Abstract The incorporation of a single fiber into engineered cementitious composites (ECC) has relatively limited effects on improving their performance. To further enhance the physical and mechanical behaviors of ECC and improve their durability, steel–polyethylene hybrid fiber reinforced engineered cementitious composites (ST/PE-HFRECC) specimens were prepared by mixing steel fibers and polyethylene (PE) fibers by different volume fractions. Using a split Hopkinson pressure bar (SHPB), dynamic compression tests were conducted under three different loading rates. The effect of loading rate and fiber volume fraction on the dynamic compression behaviors of ST/PE-HFRECC was investigated. Based on the experimental results the following conclusions can be obtained: (1) The dynamic compressive strength, peak strain, pre-peak stress toughness, and dynamic increase factor (DIF) of ST/PE-HFRECC exhibit significant strain rate strengthening effects under dynamic loading. (2) The ST/PE-HFRECC exhibited superior dynamic performance and crack-bridging capability compared to composites reinforced solely with steel or PE fibers.
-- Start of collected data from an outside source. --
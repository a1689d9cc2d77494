//! Restaurant record.
//!
//! All mutation goes through methods that refresh `updated_at`; callers
//! never set timestamps directly.

use chrono::{DateTime, Utc};
use serde::{Deserialize, Serialize};

use super::ids::RestaurantId;

#[derive(Debug, Clone, Serialize, Deserialize)]
pub struct RestaurantRecord {
    pub id: RestaurantId,
    pub name: String,
    pub address: Option<String>,

    /// Globally unique business key; upserts are keyed on this.
    pub naver_place_id: String,

    /// Monotonic counter, incremented externally via the directory.
    pub visit_count: u32,

    pub created_at: DateTime<Utc>,
    pub updated_at: DateTime<Utc>,
}

impl RestaurantRecord {
    pub fn new(
        id: RestaurantId,
        name: impl Into<String>,
        address: Option<String>,
        naver_place_id: impl Into<String>,
        now: DateTime<Utc>,
    ) -> Self {
        Self {
            id,
            name: name.into(),
            address,
            naver_place_id: naver_place_id.into(),
            visit_count: 0,
            created_at: now,
            updated_at: now,
        }
    }

    /// Refresh the descriptive fields (upsert on an existing place id).
    pub fn update_details(
        &mut self,
        name: impl Into<String>,
        address: Option<String>,
        now: DateTime<Utc>,
    ) {
        self.name = name.into();
        self.address = address;
        self.touch(now);
    }

    /// Count one more visit. The counter only ever goes up.
    pub fn record_visit(&mut self, now: DateTime<Utc>) {
        self.visit_count += 1;
        self.touch(now);
    }

    fn touch(&mut self, now: DateTime<Utc>) {
        self.updated_at = now;
    }
}

#[cfg(test)]
mod tests {
    use super::*;
    use crate::clock::{Clock, FixedClock};
    use crate::domain::ids::{IdGenerator, UlidIdGenerator};
    use chrono::TimeZone;

    fn clock() -> FixedClock {
        FixedClock::new(Utc.with_ymd_and_hms(2026, 3, 1, 9, 0, 0).unwrap())
    }

    #[test]
    fn new_record_starts_with_zero_visits() {
        let clock = clock();
        let ids = UlidIdGenerator::new(clock.clone());
        let record = RestaurantRecord::new(
            ids.generate_restaurant_id(),
            "Mokmyeok Sundubu",
            Some("Myeong-dong 8-gil".into()),
            "place-100",
            clock.now(),
        );

        assert_eq!(record.visit_count, 0);
        assert_eq!(record.created_at, record.updated_at);
    }

    #[test]
    fn visits_are_monotonic_and_touch_updated_at() {
        let clock = clock();
        let ids = UlidIdGenerator::new(clock.clone());
        let mut record = RestaurantRecord::new(
            ids.generate_restaurant_id(),
            "Mokmyeok Sundubu",
            None,
            "place-100",
            clock.now(),
        );

        clock.advance(chrono::Duration::minutes(5));
        record.record_visit(clock.now());
        clock.advance(chrono::Duration::minutes(5));
        record.record_visit(clock.now());

        assert_eq!(record.visit_count, 2);
        assert!(record.updated_at > record.created_at);
    }
}
//! Queue item record: payload + retry bookkeeping.

use chrono::{DateTime, Utc};
use serde::{Deserialize, Serialize};

use super::ItemState;
use crate::domain::{ItemId, Platform, PlatformResult, PostPayload, RestaurantContext};

/// One row of the publish queue.
///
/// Design:
/// - This is the single source of truth for item state.
/// - Index structures in the store hold `(created_at, id)` keys only.
/// - Every state transition goes through a method here and calls `touch`,
///   so `updated_at` is never caller-settable.
#[derive(Debug, Clone, Serialize, Deserialize)]
#[serde(bound = "")]
pub struct QueueItemRecord<R: PlatformResult> {
    pub id: ItemId,

    /// Descriptive content, immutable after creation.
    pub payload: PostPayload,

    /// Denormalized restaurant context copied in at enqueue time.
    pub restaurant: RestaurantContext,

    pub state: ItemState,

    /// Failures reported so far.
    pub retry_count: u32,

    /// Failure budget; the item goes terminal once `retry_count` reaches it.
    pub max_retries: u32,

    /// Worker currently holding the claim (audit trail on terminal rows).
    pub worker_key: Option<String>,

    /// Platform result, populated on terminal success.
    pub result: Option<R>,

    /// Last failure description, kept across requeues.
    pub error_message: Option<String>,

    pub published_at: Option<DateTime<Utc>>,
    pub created_at: DateTime<Utc>,
    pub updated_at: DateTime<Utc>,
}

impl<R: PlatformResult> QueueItemRecord<R> {
    pub fn new(
        id: ItemId,
        mut payload: PostPayload,
        restaurant: RestaurantContext,
        max_retries: u32,
        now: DateTime<Utc>,
    ) -> Self {
        if payload.category.is_none() {
            payload.category = Some(R::default_category().to_string());
        }
        Self {
            id,
            payload,
            restaurant,
            state: ItemState::Pending,
            retry_count: 0,
            max_retries,
            worker_key: None,
            result: None,
            error_message: None,
            published_at: None,
            created_at: now,
            updated_at: now,
        }
    }

    pub fn platform(&self) -> Platform {
        R::PLATFORM
    }

    /// Claim: Pending -> Processing, stamping the claimant.
    pub fn begin_processing(&mut self, worker_key: &str, now: DateTime<Utc>) {
        self.state = ItemState::Processing;
        self.worker_key = Some(worker_key.to_string());
        self.touch(now);
    }

    /// Terminal success: Processing -> Published.
    pub fn complete(&mut self, result: R, now: DateTime<Utc>) {
        self.state = ItemState::Published;
        self.result = Some(result);
        self.published_at = Some(now);
        self.touch(now);
    }

    /// Record one failed attempt. Returns `true` when the budget is spent
    /// and the item went terminal, `false` when it is claimable again.
    pub fn record_failure(&mut self, error: &str, now: DateTime<Utc>) -> bool {
        self.retry_count += 1;
        self.error_message = Some(error.to_string());
        let exhausted = self.retry_count >= self.max_retries;
        if exhausted {
            self.state = ItemState::Failed;
        } else {
            self.state = ItemState::Pending;
            self.worker_key = None;
        }
        self.touch(now);
        exhausted
    }

    /// Return an orphaned claim to the pool without spending the budget:
    /// the worker never reported an outcome for this attempt.
    pub fn release(&mut self, now: DateTime<Utc>) {
        self.state = ItemState::Pending;
        self.worker_key = None;
        self.touch(now);
    }

    fn touch(&mut self, now: DateTime<Utc>) {
        self.updated_at = now;
    }
}

#[cfg(test)]
mod tests {
    use super::*;
    use crate::clock::{Clock, FixedClock};
    use crate::domain::{NaverResult, PostPayload, RestaurantContext};
    use chrono::TimeZone;
    use ulid::Ulid;

    fn record(clock: &FixedClock, max_retries: u32) -> QueueItemRecord<NaverResult> {
        QueueItemRecord::new(
            ItemId::from(Ulid::new()),
            PostPayload::new("p1", "t", "c"),
            RestaurantContext::default(),
            max_retries,
            clock.now(),
        )
    }

    fn clock() -> FixedClock {
        FixedClock::new(Utc.with_ymd_and_hms(2026, 2, 1, 0, 0, 0).unwrap())
    }

    #[test]
    fn new_record_is_pending_with_zero_retries() {
        let clock = clock();
        let r = record(&clock, 3);

        assert_eq!(r.state, ItemState::Pending);
        assert_eq!(r.retry_count, 0);
        assert!(r.worker_key.is_none());
        assert_eq!(r.created_at, r.updated_at);
    }

    #[test]
    fn missing_category_defaults_per_platform() {
        let clock = clock();
        let r = record(&clock, 3);
        assert_eq!(
            r.payload.category.as_deref(),
            Some(NaverResult::default_category())
        );

        let explicit = QueueItemRecord::<NaverResult>::new(
            ItemId::from(Ulid::new()),
            PostPayload::new("p2", "t", "c").with_category("noodles"),
            RestaurantContext::default(),
            3,
            clock.now(),
        );
        assert_eq!(explicit.payload.category.as_deref(), Some("noodles"));
    }

    #[test]
    fn failure_below_budget_requeues_and_clears_claim() {
        let clock = clock();
        let mut r = record(&clock, 3);
        r.begin_processing("w1", clock.now());

        clock.advance(chrono::Duration::seconds(1));
        let exhausted = r.record_failure("net error", clock.now());

        assert!(!exhausted);
        assert_eq!(r.state, ItemState::Pending);
        assert_eq!(r.retry_count, 1);
        assert!(r.worker_key.is_none());
        assert_eq!(r.error_message.as_deref(), Some("net error"));
    }

    #[test]
    fn failure_at_budget_goes_terminal() {
        let clock = clock();
        let mut r = record(&clock, 1);
        r.begin_processing("w1", clock.now());

        let exhausted = r.record_failure("net error", clock.now());

        assert!(exhausted);
        assert_eq!(r.state, ItemState::Failed);
        // The claimant stays on the row for audit.
        assert_eq!(r.worker_key.as_deref(), Some("w1"));
    }

    #[test]
    fn release_does_not_spend_the_budget() {
        let clock = clock();
        let mut r = record(&clock, 3);
        r.begin_processing("w1", clock.now());

        clock.advance(chrono::Duration::minutes(10));
        r.release(clock.now());

        assert_eq!(r.state, ItemState::Pending);
        assert_eq!(r.retry_count, 0);
        assert!(r.worker_key.is_none());
    }

    #[test]
    fn every_transition_touches_updated_at() {
        let clock = clock();
        let mut r = record(&clock, 3);
        let mut last = r.updated_at;

        clock.advance(chrono::Duration::seconds(1));
        r.begin_processing("w1", clock.now());
        assert!(r.updated_at > last);
        last = r.updated_at;

        clock.advance(chrono::Duration::seconds(1));
        r.complete(
            NaverResult {
                naver_url: "https://blog.naver.example/p1".into(),
            },
            clock.now(),
        );
        assert!(r.updated_at > last);
        assert_eq!(r.published_at, Some(r.updated_at));
    }
}
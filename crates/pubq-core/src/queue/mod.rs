//! Publish queue: state machine, records, in-memory store, pagination.

mod memory;
mod record;
mod scan;
mod state;

pub use memory::InMemoryPublishQueue;
pub use record::QueueItemRecord;
pub use scan::{Page, PageToken, StatusScan};
pub use state::ItemState;

use async_trait::async_trait;

use crate::domain::{ItemId, PlatformResult, PostPayload, RestaurantContext};
use crate::error::QueueError;
use crate::observability::QueueCounts;

/// Queue configuration, fixed at construction.
#[derive(Debug, Clone)]
pub struct QueueConfig {
    /// Failure budget applied to every enqueued item.
    pub default_max_retries: u32,

    /// When set, a post may occupy at most one row in this queue and a
    /// duplicate enqueue fails with `Conflict`. Off by default: repeated
    /// enqueuing for the same post creates independent rows.
    pub unique_post_id: bool,
}

impl Default for QueueConfig {
    fn default() -> Self {
        Self {
            default_max_retries: 3,
            unique_post_id: false,
        }
    }
}

/// Where an item landed after a failure report.
#[derive(Debug, Clone)]
pub enum RetryDisposition<R: PlatformResult> {
    /// Budget remains; the item is claimable again.
    Requeued(QueueItemRecord<R>),

    /// Retries exhausted; the item is terminally failed.
    Exhausted(QueueItemRecord<R>),
}

impl<R: PlatformResult> RetryDisposition<R> {
    pub fn record(&self) -> &QueueItemRecord<R> {
        match self {
            RetryDisposition::Requeued(r) | RetryDisposition::Exhausted(r) => r,
        }
    }
}

/// Store port polled by workers.
///
/// The in-memory implementation is the v1 store; this trait is the seam for
/// swapping in a durable one without touching the worker loops.
#[async_trait]
pub trait PublishQueue<R: PlatformResult>: Send + Sync {
    /// Create a row in `Pending` with a fresh id and `retry_count = 0`.
    async fn enqueue(
        &self,
        payload: PostPayload,
        restaurant: RestaurantContext,
    ) -> Result<QueueItemRecord<R>, QueueError>;

    /// Atomically claim the oldest `Pending` row for `worker_key`.
    ///
    /// `Ok(None)` when nothing is claimable. Concurrent callers never
    /// receive the same row.
    async fn claim_next(&self, worker_key: &str)
    -> Result<Option<QueueItemRecord<R>>, QueueError>;

    /// Processing -> Published, storing the platform result.
    async fn mark_published(&self, id: ItemId, result: R)
    -> Result<QueueItemRecord<R>, QueueError>;

    /// Report a failed attempt; the store decides requeue vs. terminal.
    async fn mark_failed(&self, id: ItemId, error: &str)
    -> Result<RetryDisposition<R>, QueueError>;

    /// Snapshot of a single row.
    async fn get(&self, id: ItemId) -> Result<Option<QueueItemRecord<R>>, QueueError>;

    /// One keyset page of rows in `status`, `created_at` descending.
    /// `StatusScan` wraps this into a restartable sequence.
    async fn by_status_page(
        &self,
        status: ItemState,
        cursor: Option<PageToken>,
        limit: usize,
    ) -> Result<Page<R>, QueueError>;

    /// Observability tallies.
    async fn counts_by_state(&self) -> Result<QueueCounts, QueueError>;

    /// Return `Processing` rows untouched for longer than `older_than` to
    /// `Pending`, clearing their claim. Returns how many were released.
    async fn release_stale(&self, older_than: chrono::Duration) -> Result<usize, QueueError>;
}
//! End-to-end demo: directory upsert, enqueue, flaky publisher, retries,
//! terminal state, engagement and guestbook writes.

use std::sync::Arc;
use std::sync::atomic::{AtomicU32, Ordering};

use async_trait::async_trait;
use tokio::time::{Duration, sleep};
use tracing::info;
use tracing_subscriber::EnvFilter;

use pubq_core::domain::{NaverResult, PostPayload, RestaurantContext};
use pubq_core::queue::{
    InMemoryPublishQueue, ItemState, PublishQueue, QueueConfig, QueueItemRecord, StatusScan,
};
use pubq_core::store::{EngagementLog, Guestbook, RestaurantDirectory};
use pubq_core::worker::{Publisher, StaleSweeper, WorkerGroup};

/// Fails the first `n` publish attempts, then succeeds. Stands in for the
/// real platform client so the retry path is visible in the demo.
struct FlakyNaverPublisher {
    remaining_failures: AtomicU32,
}

impl FlakyNaverPublisher {
    fn new(n: u32) -> Self {
        Self {
            remaining_failures: AtomicU32::new(n),
        }
    }
}

#[async_trait]
impl Publisher<NaverResult> for FlakyNaverPublisher {
    async fn publish(&self, item: &QueueItemRecord<NaverResult>) -> Result<NaverResult, String> {
        let left = self.remaining_failures.load(Ordering::Relaxed);
        if left > 0 {
            self.remaining_failures.fetch_sub(1, Ordering::Relaxed);
            return Err(format!("intentional failure (left={left})"));
        }
        Ok(NaverResult {
            naver_url: format!("https://blog.naver.example/{}", item.payload.post_id),
        })
    }
}

#[tokio::main]
async fn main() {
    tracing_subscriber::fmt()
        .with_env_filter(
            EnvFilter::try_from_default_env().unwrap_or_else(|_| EnvFilter::new("info")),
        )
        .init();

    // (A) Restaurant directory: upsert + visits feed the enqueue context.
    let directory = RestaurantDirectory::new();
    directory
        .upsert(
            "Mokmyeok Sundubu",
            Some("Myeong-dong 8-gil 27"),
            "naver-place-1234",
        )
        .await
        .expect("upsert restaurant");
    directory
        .record_visit("naver-place-1234")
        .await
        .expect("record visit");
    let restaurant = directory
        .record_visit("naver-place-1234")
        .await
        .expect("record visit");
    info!(
        restaurant = %restaurant.id,
        visits = restaurant.visit_count,
        "restaurant ready"
    );

    // (B) Queue, workers, sweeper.
    let queue: Arc<InMemoryPublishQueue<NaverResult>> =
        Arc::new(InMemoryPublishQueue::new(QueueConfig::default()));
    let publisher = Arc::new(FlakyNaverPublisher::new(2));

    let workers = WorkerGroup::spawn(
        2,
        queue.clone() as Arc<dyn PublishQueue<NaverResult>>,
        publisher as Arc<dyn Publisher<NaverResult>>,
        Duration::from_millis(50),
        "worker",
    );
    let sweeper = StaleSweeper::spawn(
        queue.clone() as Arc<dyn PublishQueue<NaverResult>>,
        Duration::from_secs(5),
        chrono::Duration::minutes(5),
    );

    // (C) Enqueue one post with the denormalized restaurant context.
    let payload = PostPayload::new(
        "post-001",
        "Best sundubu in Myeong-dong",
        "Soft tofu stew that survives the lunch rush.",
    )
    .with_tags(vec!["sundubu".into(), "myeongdong".into()])
    .with_image_url("https://img.example/sundubu.jpg");

    let item = queue
        .enqueue(payload, RestaurantContext::from_record(&restaurant))
        .await
        .expect("enqueue post");
    info!(item = %item.id, platform = %item.platform(), "enqueued");

    // (D) Poll until the item reaches a terminal state.
    loop {
        let record = queue.get(item.id).await.expect("get").expect("item exists");
        if record.state.is_terminal() {
            info!(
                state = %record.state,
                retries = record.retry_count,
                url = record.result.as_ref().map(|r| r.naver_url.as_str()),
                "final status"
            );
            break;
        }
        sleep(Duration::from_millis(50)).await;
    }

    let counts = queue.counts_by_state().await.expect("counts");
    info!(?counts, "queue counts");

    let mut scan = StatusScan::new(ItemState::Published, 10);
    for published in scan.next_page(queue.as_ref()).await.expect("scan") {
        info!(item = %published.id, post = %published.payload.post_id, "published");
    }

    // (E) Readers engage with the published post.
    let engagement = EngagementLog::new();
    engagement.record_view(&item.payload.post_id).await;
    engagement.record_view(&item.payload.post_id).await;
    engagement.record_like(&item.payload.post_id).await;
    info!(
        views = engagement.view_count(&item.payload.post_id).await,
        likes = engagement.like_count(&item.payload.post_id).await,
        "engagement"
    );

    let guestbook = Guestbook::new();
    let entry = guestbook
        .leave("hungry_dev", "The sundubu post made me book a trip.")
        .await
        .expect("leave entry");
    guestbook
        .attach_reply(entry.id, "Enjoy the trip!")
        .await
        .expect("attach reply");
    info!(entries = guestbook.entries().await.len(), "guestbook");

    workers.shutdown_and_join().await;
    sweeper.shutdown_and_join().await;
}
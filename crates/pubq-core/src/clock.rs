//! Clock port: time as an injectable dependency.
//!
//! Every persisted timestamp in the crate comes from a `Clock`, so the
//! `updated_at` discipline is explicit (no hidden trigger) and tests can pin
//! or advance time deterministically.

use std::sync::{Arc, Mutex};

use chrono::{DateTime, Utc};

/// Provides the current time.
pub trait Clock: Send + Sync {
    fn now(&self) -> DateTime<Utc>;
}

/// Wall-clock time (production).
#[derive(Debug, Clone, Copy, Default)]
pub struct SystemClock;

impl Clock for SystemClock {
    fn now(&self) -> DateTime<Utc> {
        Utc::now()
    }
}

/// Manually advanced time (tests).
///
/// Clones share the same underlying instant, so a test can hold one handle
/// while the store under test holds another.
#[derive(Debug, Clone)]
pub struct FixedClock {
    now: Arc<Mutex<DateTime<Utc>>>,
}

impl FixedClock {
    pub fn new(now: DateTime<Utc>) -> Self {
        Self {
            now: Arc::new(Mutex::new(now)),
        }
    }

    pub fn set(&self, to: DateTime<Utc>) {
        *self.now.lock().expect("clock lock poisoned") = to;
    }

    pub fn advance(&self, by: chrono::Duration) {
        let mut now = self.now.lock().expect("clock lock poisoned");
        *now += by;
    }
}

impl Clock for FixedClock {
    fn now(&self) -> DateTime<Utc> {
        *self.now.lock().expect("clock lock poisoned")
    }
}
Steel fibers significantly improved the dynamic compressive strength, while PE fibers better enhanced the ductility and toughness of the material. (3) Among the hybrid formulations of steel and PE fibers, the S0.5E1.5 (0.5% steel fiber and 1.5% PE fiber by volume) demonstrated optimal resistance to high rate compressive failure, reflected in reduced specimen damage, higher dynamic compressive strength, peak strain, and pre-peak stress toughness.